Çarpıcı , düşündürücü , ürpertici , ama GERÇEK !…
* * * * *
Şimdi , aynı sözü , günümüz Türkiye’sine uyarlayalım , bakalım neler çıkacak…
HER ÜLKE İHANETİ GÖRECEKTİR…
Olabilir mi ? Adına “açılım süreci” denen otuz iki kısım tekmili birden tiyatroyu görünce , bence , son derece gerçekçi !… Beyoğlu’nda “Apo’ya özgürlük” diyerek imza toplayanların olduğu bir ülkede , Millet’in büyük çoğunluğunun , “AÇILIM SÜRECİNE HAYIR” dememesi , büyük talihsizlik ve aymazlıktır !…

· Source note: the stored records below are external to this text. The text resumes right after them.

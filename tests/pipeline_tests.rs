//! End-to-end pipeline runs with a stub prober: normalize, dedup, cache
//! filter, bounded concurrent probing, aggregation, cache merge.

use std::collections::HashSet;
use std::fs;
use std::path::Path;
use std::sync::{Arc, Mutex};

use tokio_util::sync::CancellationToken;

use endpoint_check::cache::ErrorCache;
use endpoint_check::endpoint::{dedup, normalize_lines, Endpoint};
use endpoint_check::prober::{run_probes, ProbeOutcome};
use endpoint_check::summary::Aggregator;

/// Stub prober: alive for the listed endpoints, dead (connect error) for the
/// rest. Records which endpoints were actually probed.
fn stub(
    alive: &[&str],
    probed: Arc<Mutex<HashSet<String>>>,
) -> impl Fn(Endpoint) -> futures::future::Ready<ProbeOutcome> + Send + Sync + 'static {
    let alive: HashSet<String> = alive.iter().map(|s| s.to_string()).collect();
    move |ep: Endpoint| {
        let canonical = ep.canonical();
        probed.lock().unwrap().insert(canonical.clone());
        let outcome = if alive.contains(&canonical) {
            ProbeOutcome::alive(ep)
        } else {
            ProbeOutcome::dead(ep, "connect error")
        };
        futures::future::ready(outcome)
    }
}

async fn run_pipeline(
    raw: &[&str],
    cache_path: &Path,
    alive: &[&str],
) -> (Aggregator, HashSet<String>) {
    let lines: Vec<String> = raw.iter().map(|s| s.to_string()).collect();
    let endpoints = normalize_lines(&lines, 80);
    let original = endpoints.len();
    let (unique, duplicates) = dedup(endpoints);

    let cache = ErrorCache::load(cache_path);
    let (to_check, skipped) = cache.filter_skip(unique);

    let probed = Arc::new(Mutex::new(HashSet::new()));
    let mut agg = Aggregator::new(original, duplicates, skipped, to_check.len(), 15);
    let mut rx = run_probes(
        to_check,
        4,
        CancellationToken::new(),
        stub(alive, probed.clone()),
    );
    while let Some(outcome) = rx.recv().await {
        agg.record(&outcome);
    }

    cache.save(agg.new_failures()).unwrap();
    let probed = probed.lock().unwrap().clone();
    (agg, probed)
}

fn cache_servers(path: &Path) -> HashSet<String> {
    let text = fs::read_to_string(path).unwrap();
    let json: serde_json::Value = serde_json::from_str(&text).unwrap();
    json["error_servers"]
        .as_array()
        .unwrap()
        .iter()
        .map(|v| v.as_str().unwrap().to_string())
        .collect()
}

#[tokio::test]
async fn full_run_with_empty_cache() {
    let dir = tempfile::tempdir().unwrap();
    let cache_path = dir.path().join("error_cache.json");

    let raw = ["1.1.1.1:80", "1.1.1.1:80", "bad:port", "2.2.2.2:80"];
    let (agg, _) = run_pipeline(&raw, &cache_path, &["1.1.1.1:80"]).await;

    let s = agg.summary();
    assert_eq!(s.original, 3); // "bad:port" is dropped during normalization
    assert_eq!(s.duplicates, 1);
    assert_eq!(s.skipped, 0);
    assert_eq!(s.checked, 2);
    assert_eq!(s.active, 1);
    assert_eq!(s.failed, 1);
    assert_eq!(s.active + s.failed, s.checked);

    assert_eq!(agg.active_endpoints(), &["1.1.1.1:80".to_string()][..]);
    assert_eq!(
        cache_servers(&cache_path),
        HashSet::from(["2.2.2.2:80".to_string()])
    );
}

#[tokio::test]
async fn cached_failure_is_skipped_and_preserved() {
    let dir = tempfile::tempdir().unwrap();
    let cache_path = dir.path().join("error_cache.json");

    // Pre-seed the cache with a known-bad endpoint.
    let seed = ErrorCache::load(&cache_path);
    seed.save(&HashSet::from(["2.2.2.2:80".to_string()]))
        .unwrap();

    let raw = ["1.1.1.1:80", "1.1.1.1:80", "bad:port", "2.2.2.2:80"];
    let (agg, probed) = run_pipeline(&raw, &cache_path, &["1.1.1.1:80"]).await;

    let s = agg.summary();
    assert_eq!(s.skipped, 1);
    assert_eq!(s.checked, 1);
    assert_eq!(s.active, 1);
    assert_eq!(s.failed, 0);

    // The cached endpoint was never probed and survives the save untouched.
    assert!(!probed.contains("2.2.2.2:80"));
    assert!(cache_servers(&cache_path).contains("2.2.2.2:80"));
}

#[tokio::test]
async fn results_file_lists_every_active_endpoint() {
    let dir = tempfile::tempdir().unwrap();
    let cache_path = dir.path().join("error_cache.json");
    let results_path = dir.path().join("results.txt");

    let raw = ["1.1.1.1:80", "3.3.3.3:8080", "2.2.2.2:80"];
    let (agg, _) = run_pipeline(&raw, &cache_path, &["1.1.1.1:80", "3.3.3.3:8080"]).await;

    let mut lines = String::new();
    for ep in agg.active_endpoints() {
        lines.push_str(ep);
        lines.push('\n');
    }
    fs::write(&results_path, &lines).unwrap();

    let written = fs::read_to_string(&results_path).unwrap();
    let got: HashSet<&str> = written.lines().collect();
    assert_eq!(got, HashSet::from(["1.1.1.1:80", "3.3.3.3:8080"]));
}
use std::sync::Arc;

use chrono::Utc;
use sea_orm::sea_query::Expr;
use sea_orm::{ColumnTrait, EntityTrait, QueryFilter, QueryOrder, Set};
use tracing::{error, info};

use crate::db::ConnectionProvider;
use crate::entities::customer::{self, Entity as Customer};
use crate::error::DataError;

/// CRUD facade for customer rows. Stateless; every call goes through the
/// shared connection provider.
pub struct CustomerRepository {
    provider: Arc<ConnectionProvider>,
}

impl CustomerRepository {
    pub fn new(provider: Arc<ConnectionProvider>) -> Self {
        Self { provider }
    }

    /// Inserts the record and back-fills the generated id and registration
    /// timestamp. The delivery address has no column and is not written.
    pub async fn create(&self, record: &mut customer::Model) -> Result<(), DataError> {
        let db = self.provider.acquire().await?;
        let registered = Utc::now();
        let row = customer::ActiveModel {
            full_name: Set(record.full_name.clone()),
            email: Set(record.email.clone()),
            phone: Set(record.phone.clone()),
            registration_date: Set(registered),
            active: Set(record.active),
            ..Default::default()
        };

        match Customer::insert(row).exec(&db).await {
            Ok(res) => {
                record.customer_id = res.last_insert_id;
                record.registration_date = registered;
                info!(id = record.customer_id, name = %record.full_name, "customer created");
                Ok(())
            }
            Err(err) => {
                error!(%err, "failed to create customer");
                Err(err.into())
            }
        }
    }

    /// Every customer, active or not, ordered by name.
    pub async fn read_all(&self) -> Result<Vec<customer::Model>, DataError> {
        let db = self.provider.acquire().await?;
        Customer::find()
            .order_by_asc(customer::Column::FullName)
            .all(&db)
            .await
            .map_err(|err| {
                error!(%err, "failed to list customers");
                DataError::from(err)
            })
    }

    pub async fn read_by_id(&self, customer_id: i32) -> Result<Option<customer::Model>, DataError> {
        let db = self.provider.acquire().await?;
        Customer::find_by_id(customer_id)
            .one(&db)
            .await
            .map_err(|err| {
                error!(%err, customer_id, "failed to read customer");
                DataError::from(err)
            })
    }

    /// Overwrites every mutable field by id. The registration timestamp stays
    /// as written at insert time.
    pub async fn update(&self, record: &customer::Model) -> Result<(), DataError> {
        let db = self.provider.acquire().await?;
        let result = Customer::update_many()
            .col_expr(
                customer::Column::FullName,
                Expr::value(record.full_name.clone()),
            )
            .col_expr(customer::Column::Email, Expr::value(record.email.clone()))
            .col_expr(customer::Column::Phone, Expr::value(record.phone.clone()))
            .col_expr(customer::Column::Active, Expr::value(record.active))
            .filter(customer::Column::CustomerId.eq(record.customer_id))
            .exec(&db)
            .await
            .map_err(|err| {
                error!(%err, "failed to update customer");
                DataError::from(err)
            })?;

        if result.rows_affected == 1 {
            info!(id = record.customer_id, "customer updated");
            Ok(())
        } else {
            Err(DataError::NotFound)
        }
    }

    /// Hard delete. Customers are the one entity whose rows are physically
    /// removed; categories and dishes are only flagged.
    pub async fn delete(&self, customer_id: i32) -> Result<(), DataError> {
        let db = self.provider.acquire().await?;
        let result = Customer::delete_by_id(customer_id)
            .exec(&db)
            .await
            .map_err(|err| {
                error!(%err, customer_id, "failed to delete customer");
                DataError::from(err)
            })?;

        if result.rows_affected == 1 {
            info!(id = customer_id, "customer deleted");
            Ok(())
        } else {
            Err(DataError::NotFound)
        }
    }

    /// Substring match on the full name, wildcard on both sides, so the empty
    /// string matches every row.
    pub async fn search_by_name(&self, name: &str) -> Result<Vec<customer::Model>, DataError> {
        let db = self.provider.acquire().await?;
        Customer::find()
            .filter(customer::Column::FullName.contains(name))
            .order_by_asc(customer::Column::FullName)
            .all(&db)
            .await
            .map_err(|err| {
                error!(%err, "failed to search customers");
                DataError::from(err)
            })
    }
}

Bu millet , katillerle işbirliği yapılamayacağını önünde sonunda görecektir , ama korkarım bedeli çok ağır olacaktır…
CUMHURİYETİ TÜRKLER VE KÜRTLER BİRLİKTE KURDU…
Ayırımcılık yapmak istemem , ama yapmak zorundayım , çünkü yalan !…
Sadece , Genelkurmay’ın asker kayıtlarına bakmak bile gerçeği gösterir… Cumhuriyet’in kuruluşunun hemen ardından çıkarılan isyanlar da , pusula görevini görür , tabii anlayana…
HER DALKAVUK BİR GÜN TEKMEYİ YİYECEKTİR…
Menfaat uğruna ruhlarını satanların daima aynı sonla karşılaştıklarını görmek için , tarihe göz atmak yeterli !… Bugün Türkiye , bunlarla dolu…
HER TÜRK ERKEĞİ ASKERLİK GÖREVİNİ YERİNE GETİRECEKTİR…
Doğru , tamamen doğru… Fakat , araya bir “parasız” kelimesi eklenince…
EGEMENLİK KAYITSIZ ŞARTSIZ MİLLETİNDİR…
MİLLET EGEMENLİĞİNİ MİLLETVEKİLLERİ ARACILIĞI İLE HAYATA GEÇİRİR…
Bu da , doğru… Sadece , MİLLET sözcüğünü çıkarıp , TAYYİP sözcüğünü eklemeli !…
BASIN , DEMOKRASİLERDE , DÖRDÜNCÜ GÜÇTÜR…
Ortada bir demokrasi varsa , evet… Bence , Türkiye’ye şöyle uyarlanabilir…
BASIN , TÜRKİYE’DE , İKTİDARIN BORAZANIDIR !
İSLAM DİNİ , SON İLAHİ DİNDİR…
İSLAM DİNİNDE , ALLAH İLE KUL ARASINDA ARACI YOKTUR…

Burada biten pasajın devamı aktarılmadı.